第二天我醒得很早,可能是昨天睡眠过充足的缘故。早上医生护士忙忙碌碌的声音有些让人心烦意乱。我看了看隔壁的床位,慕容夜潇不在。在我印象里他好像根本不需要大量睡眠,我看了看手表,现在才六点一刻,即使是我父母都要过一会才会来医院上班。
我洗漱完毕,然后悠然走出病房,颇有闲庭漫步的感觉。很奇怪,我一直讨厌过于平淡的生活,可是在紧张的事情结束之后的几天,我却会不由自主地减慢节奏。可能这就是乐章中休止符的重要作用吧。
林晓月也不在。我想应该是和慕容夜潇一起出去了,估计这时候在食堂吧。我有些偷笑,觉得他们有可能是约会去了。我能看出林晓月对慕容夜潇有意思,至于慕容夜潇,神情千年如一日,没有人会知道他在想什么。
我乘电梯到了二楼的食堂,这个时候已经开餐了,有病人也有员工,食堂里熙熙嚷嚷的,但是绝不吵杂,很有生气。慕容夜潇和林晓月坐在食堂的一个角落,看见我进来朝我挥了挥手,我拿着刚领上的稀饭和包走了过去。
我发现他们很会选地方,这个角落恰好能把食堂所有地方一收眼底,我坐下的时候他们已经吃饭了,可能是在等我,也可能是在聊天。我感觉林晓月对慕容夜潇说话的语气带着丝丝崇拜,但后者却不以为然。

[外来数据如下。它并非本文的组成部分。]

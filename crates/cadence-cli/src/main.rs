//! Cadence CLI Application
//!
//! Command-line interface for building, importing and scheduling generated
//! training programs.

mod args;
mod cli;
mod renderer;

use anyhow::{Context, Result};
use args::{Args, Commands};
use cadence_core::{
    CoachBuilder, CoachError, OperationStatus, Scheduler, Slots,
    params::{ListPrograms, Schedule},
};
use clap::Parser;
use cli::Cli;
use log::info;
use renderer::TerminalRenderer;

#[tokio::main]
async fn main() -> Result<()> {
    env_logger::init();

    let Args {
        database_file,
        no_color,
        today,
        command,
    } = Args::parse();

    let renderer = TerminalRenderer::new(!no_color);

    // Commands that never touch the database.
    let command = match command {
        Some(Commands::Schedule(args)) => {
            let scheduler = today.map_or_else(Scheduler::from_system_clock, Scheduler::new);
            let params = Schedule::from(args);
            let slots = scheduler.schedule_slots(
                params.start_date,
                params.number_of_weeks,
                &params.weekdays,
            )?;
            return cli::render_schedule(&renderer, Slots(slots));
        }
        Some(Commands::Normalize(args)) => {
            let reply = cli::read_input(args.file.as_deref())?;
            return cli::normalize_reply(&renderer, &reply);
        }
        other => other,
    };

    let mut builder = CoachBuilder::new().with_database_path(database_file);
    if let Some(today) = today {
        builder = builder.with_today(today);
    }
    let coach = builder.build().await.context("Failed to initialize coach")?;

    info!("Cadence started");

    let cli = Cli::new(coach, renderer);
    let result = match command {
        Some(Commands::Program { command }) => cli.handle_program_command(command).await,
        Some(Commands::Workout { command }) => cli.handle_workout_command(command).await,
        Some(Commands::Prompt(args)) => cli.prompt(&args).await,
        Some(Commands::Import(args)) => cli.import(args).await,
        Some(Commands::Schedule(_) | Commands::Normalize(_)) => Ok(()),
        None => cli.list_programs(&ListPrograms::default()).await,
    };

    if let Err(e) = &result
        && let Some(error) = e.downcast_ref::<CoachError>()
        && error.is_data_loss()
    {
        eprint!("{}", OperationStatus::from_error(error));
    }
    result
}
#[test]
fn test_insert_failure_is_partial_and_retry_restores() {
    let mut store = MemoryStore::default();
    let mut target = target_workouts();
    reconcile(&mut store, 1, &mut target).unwrap();

    store.fail = Some(FailPoint::InsertWorkouts);
    let err = reconcile(&mut store, 1, &mut target).unwrap_err();
    match &err {
        CoachError::PartialReconciliation {
            stage,
            deleted,
            inserted,
            ..
        } => {
            assert_eq!(stage, "insert_workouts");
            assert_eq!(*deleted, 3);
            assert_eq!(*inserted, 0);
        }
        other => panic!("expected partial reconciliation, got {other:?}"),
    }
    assert!(err.is_data_loss());
    assert!(store.generated(1).is_empty());
    assert!(target.iter().all(|w| w.persisted_id.is_none()));

    store.fail = None;
    reconcile(&mut store, 1, &mut target).unwrap();
    let stored = store.generated(1);
    assert_eq!(
        stored.iter().map(|r| r.title.as_str()).collect::<Vec<_>>(),
        vec!["Day 1", "Day 2", "Unscheduled"]
    );
    assert!(target.iter().all(|w| w.persisted_id.is_some()));
    assert_eq!(store.schedule.len(), 2);
}

#[test]
fn test_schedule_failure_reports_inserted_count() {
    let mut store = MemoryStore::default();
    let mut target = target_workouts();
    reconcile(&mut store, 1, &mut target).unwrap();

    store.fail = Some(FailPoint::UpsertScheduleEntry);
    let err = reconcile(&mut store, 1, &mut target).unwrap_err();
    assert!(matches!(
        err,
        CoachError::PartialReconciliation {
            deleted: 3,
            inserted: 3,
            ..
        }
    ));
    assert!(target.iter().all(|w| w.persisted_id.is_some()));

    let mut fresh = MemoryStore::default();
    fresh.fail = Some(FailPoint::UpsertScheduleEntry);
    let err = reconcile(&mut fresh, 1, &mut target_workouts()).unwrap_err();
    assert!(matches!(
        err,
        CoachError::Persistence {
            phase: WritePhase::Insert,
            ..
        }
    ));
}

#[test]
fn test_assign_single_date_creates_then_updates() {
    let mut store = MemoryStore::default();
    let mut target = target_workouts();
    reconcile(&mut store, 1, &mut target).unwrap();

    let mut extra = CanonicalWorkout::new("Bonus", "Sprints");
    assign_single_date(&mut store, 1, &mut extra, date(2024, 6, 8)).unwrap();
    let id = extra.persisted_id.unwrap();
    let record = store.get_workout(id).unwrap().unwrap();
    assert_eq!(record.scheduled_date, Some(date(2024, 6, 8)));
    assert_eq!(record.position, 3);
    assert_eq!(store.schedule.get(&id), Some(&(1, date(2024, 6, 8))));

    let untouched = store.get_workout(target[0].persisted_id.unwrap()).unwrap();
    assign_single_date(&mut store, 1, &mut extra, date(2024, 6, 9)).unwrap();
    assert_eq!(extra.persisted_id, Some(id));
    assert_eq!(store.schedule.get(&id), Some(&(1, date(2024, 6, 9))));
    assert_eq!(store.generated(1).len(), 4);
    assert_eq!(
        store.get_workout(target[0].persisted_id.unwrap()).unwrap(),
        untouched
    );
}

#[test]
fn test_assign_date_to_missing_record() {
    let mut store = MemoryStore::default();
    let mut ghost = CanonicalWorkout::new("Ghost", "Gone");
    ghost.persisted_id = Some(404);
    let err = assign_single_date(&mut store, 1, &mut ghost, date(2024, 6, 8)).unwrap_err();
    assert_eq!(err.kind(), ErrorKind::NotFound);
}

#[test]
fn test_edit_workout_keeps_date() {
    let mut store = MemoryStore::default();
    let mut target = target_workouts();
    reconcile(&mut store, 1, &mut target).unwrap();

    let mut edited = target[0].clone();
    edited.title = "Day 1: Squat focus".to_string();
    edited.scheduled_date = Some(date(2030, 1, 1));
    edit_workout(&mut store, &edited).unwrap();

    let record = store.get_workout(edited.persisted_id.unwrap()).unwrap().unwrap();
    assert_eq!(record.title, "Day 1: Squat focus");
    assert_eq!(record.scheduled_date, Some(date(2024, 6, 3)));

    let unsaved = CanonicalWorkout::new("New", "Body");
    assert_eq!(
        edit_workout(&mut store, &unsaved).unwrap_err().kind(),
        ErrorKind::InvalidSpec
    );
}

#[test]
fn test_delete_workout_targets_one_record() {
    let mut store = MemoryStore::default();
    let mut target = target_workouts();
    reconcile(&mut store, 1, &mut target).unwrap();

    let id = target[1].persisted_id.unwrap();
    delete_workout(&mut store, id).unwrap();
    assert_eq!(store.generated(1).len(), 2);
    assert!(!store.schedule.contains_key(&id));

    assert_eq!(
        delete_workout(&mut store, id).unwrap_err().kind(),
        ErrorKind::NotFound
    );
}

#[test]
fn test_add_reference_workout_survives_reconcile() {
    let mut store = MemoryStore::default();
    let mut reference = CanonicalWorkout::new("Favorite", "EMOM 12");
    let record = add_reference_workout(&mut store, 1, &mut reference).unwrap();
    assert!(record.is_reference);
    assert!(reference.is_reference);

    reconcile(&mut store, 1, &mut target_workouts()).unwrap();
    assert_eq!(
        store
            .list_workouts(1, WorkoutScope::Reference)
            .unwrap()
            .len(),
        1
    );
}

fn reference_state(store: &MemoryStore, program_id: u64) -> Vec<CanonicalWorkout> {
    store
        .list_workouts(program_id, WorkoutScope::Reference)
        .unwrap()
        .iter()
        .map(CanonicalWorkout::from)
        .collect()
}

#[test]
fn test_sync_references_writes_edits_in_place() {
    let mut store = MemoryStore::default();
    let id = store.seed_reference(1, "Favorite");
    let mut workouts = reference_state(&store, 1);
    workouts[0].body = "EMOM 12".to_string();
    workouts[0].scheduled_date = Some(date(2024, 5, 8));

    assert_eq!(sync_references(&mut store, 1, &mut workouts).unwrap(), 2);

    let record = store.get_workout(id).unwrap().unwrap();
    assert_eq!(record.body, "EMOM 12");
    assert_eq!(record.scheduled_date, Some(date(2024, 5, 8)));
    assert_eq!(store.schedule[&id], (1, date(2024, 5, 8)));
    assert_eq!(workouts[0].persisted_id, Some(id));
}

#[test]
fn test_sync_references_deletes_removed_and_adds_new() {
    let mut store = MemoryStore::default();
    let keep = store.seed_reference(1, "Keep");
    let dropped = store.seed_reference(1, "Drop");
    let mut workouts = reference_state(&store, 1);
    workouts.retain(|w| w.persisted_id != Some(dropped));
    workouts.push(CanonicalWorkout::reference("Fresh", "Tempo run"));

    sync_references(&mut store, 1, &mut workouts).unwrap();

    assert!(store.get_workout(dropped).unwrap().is_none());
    assert!(!store.schedule.contains_key(&dropped));
    let titles: Vec<String> = reference_state(&store, 1)
        .into_iter()
        .map(|w| w.title)
        .collect();
    assert_eq!(titles, vec!["Keep", "Fresh"]);
    assert_eq!(workouts[0].persisted_id, Some(keep));
    assert!(workouts[1].persisted_id.is_some());
}

#[test]
fn test_sync_references_replaces_record_when_tags_change() {
    let mut store = MemoryStore::default();
    let id = store.seed_reference(1, "Favorite");
    let mut workouts = reference_state(&store, 1);
    workouts[0]
        .tags
        .insert("focus".to_string(), serde_json::json!("legs"));

    sync_references(&mut store, 1, &mut workouts).unwrap();

    assert!(store.get_workout(id).unwrap().is_none());
    let replacement = workouts[0].persisted_id.unwrap();
    assert_ne!(replacement, id);
    let record = store.get_workout(replacement).unwrap().unwrap();
    assert_eq!(record.tags["focus"], serde_json::json!("legs"));
    assert_eq!(record.position, 0);
    assert_eq!(store.schedule[&replacement], (1, date(2024, 5, 1)));
}

#[test]
fn test_sync_references_without_changes_writes_nothing() {
    let mut store = MemoryStore::default();
    store.seed_reference(1, "Favorite");
    let mut workouts = reference_state(&store, 1);
    workouts.push(CanonicalWorkout::new("Day 1", "Squat"));

    assert_eq!(sync_references(&mut store, 1, &mut workouts).unwrap(), 0);
    assert!(store.generated(1).is_empty());
}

我一边吃饭一边听他们说话,速慢了不少,不过由于专业术语多,我也是一知半解,所以也不好多记叙。总之我们吃完的已经八点多了,这时食堂的人才真正多了起来。不过由员工居多。
名义上是个人在聊天,其实就是他俩在聊,我在一旁听着。不过我乐得的如此,可以增长不少见识。他们聊得差不多了,慕容夜潇率先端起餐盘,朝着门口走去,然后转过头说道:“那个医生醒了,院方反映他的精神很不稳定,需要静养,所以安排地下午去询问情况。至于这段时间,自由活动。”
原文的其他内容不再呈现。